On Wed, 18 Mar 2026 10:47:26 +0100
Sriram Yagnaraman <[email protected]> wrote:

> Enable jumbo frame reception with default mbuf data room size by
> chaining multiple mbufs when packet exceeds single mbuf tailroom.
> 
> Scatter Rx is only enabled when RTE_ETH_RX_OFFLOAD_SCATTER is
> requested. Packets are dropped if they exceed single mbuf size
> and scatter is not enabled, or if mbuf allocation fails during
> chaining. Error counter rx_dropped_pkts tracks all drops.
> 
> This allows receiving 9KB jumbo frames using standard 2KB mbufs,
> chaining ~5 segments per jumbo packet.
> 
> Signed-off-by: Sriram Yagnaraman <[email protected]>
> ---

In general looks good, but AI review found some things.

Summary:

Thanks for the v5, Sriram. A few comments below.

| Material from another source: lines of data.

//! Grammar driven parser for presence condition expressions.
//!
//! The [`Parser`] is independent of any concrete syntax. Character classification and the
//! construction of formula nodes are delegated to a [`Grammar`]. Three grammars are provided:
//!
//! * [`CStyleGrammar`] for generic C-style boolean expressions (`A && !(B || C)`),
//! * [`KbuildGrammar`] for the build-system dialect (`SYM == "y"`, `SYM != "m"`, `[TRUE]`),
//! * [`TypeChefGrammar`] for the extraction tool's dialect (`definedEx(SYM)`).
use thiserror::Error;

use kminer_formula::Formula;

pub mod grammar;
pub mod parser;
pub mod token;

pub use grammar::{CStyleGrammar, Grammar, KbuildGrammar, TypeChefGrammar};
pub use parser::{Parser, DEFAULT_MAX_DEPTH};
pub use token::{lex, Arity, Bracket, Operator, Token};

/// Possible errors while lexing or parsing an expression.
#[derive(Clone, Debug, Error, PartialEq, Eq)]
pub enum ExpressionFormatError {
    #[error(
        "Invalid character in expression at position {}: '{}'",
        position,
        character
    )]
    InvalidCharacter { position: usize, character: char },
    #[error("Expected identifier")]
    MissingIdentifier,
    #[error("Expected identifier, got {}", found)]
    ExpectedIdentifier { found: String },
    #[error("Unbalanced brackets")]
    UnbalancedBrackets,
    #[error("Couldn't find operator")]
    MissingOperator,
    #[error("Unary operator '{}' is not on the left", operator)]
    MisplacedUnaryOperator { operator: String },
    #[error("Unknown operator '{}'", operator)]
    UnknownOperator { operator: String },
    #[error("Invalid identifier: {}", identifier)]
    InvalidIdentifier { identifier: String },
    #[error("Expression nesting exceeds the maximum depth of {}", max_depth)]
    TooDeep { max_depth: usize },
}

/// Parses a C-style boolean expression.
///
/// Shortcut for `Parser::new(CStyleGrammar).parse(text)`.
pub fn parse(text: &str) -> Result<Formula, ExpressionFormatError> {
    Parser::new(CStyleGrammar).parse(text)
}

1) pkt_len is uint16_t but tp_snaplen is __u32

The scatter helper also takes uint16_t data_len, so anything above 64KB 
silently truncates. For jumbo frames this is fine in practice, but the type 
mismatch is a latent bug. Consider uint32_t for both, or at least a comment 
explaining why uint16_t is sufficient.

2) Scatter alloc failure should bump rx_nombuf, not just rx_dropped_pkts

When rte_pktmbuf_alloc() fails for a chained segment inside 
eth_af_packet_rx_scatter(), only rx_dropped_pkts is incremented. The head mbuf 
alloc failure correctly bumps rx_nombuf. The scatter case is also a no-mbuf 
condition and should be reported as such, otherwise operators can't distinguish 
memory pressure from oversized-packet drops in the stats.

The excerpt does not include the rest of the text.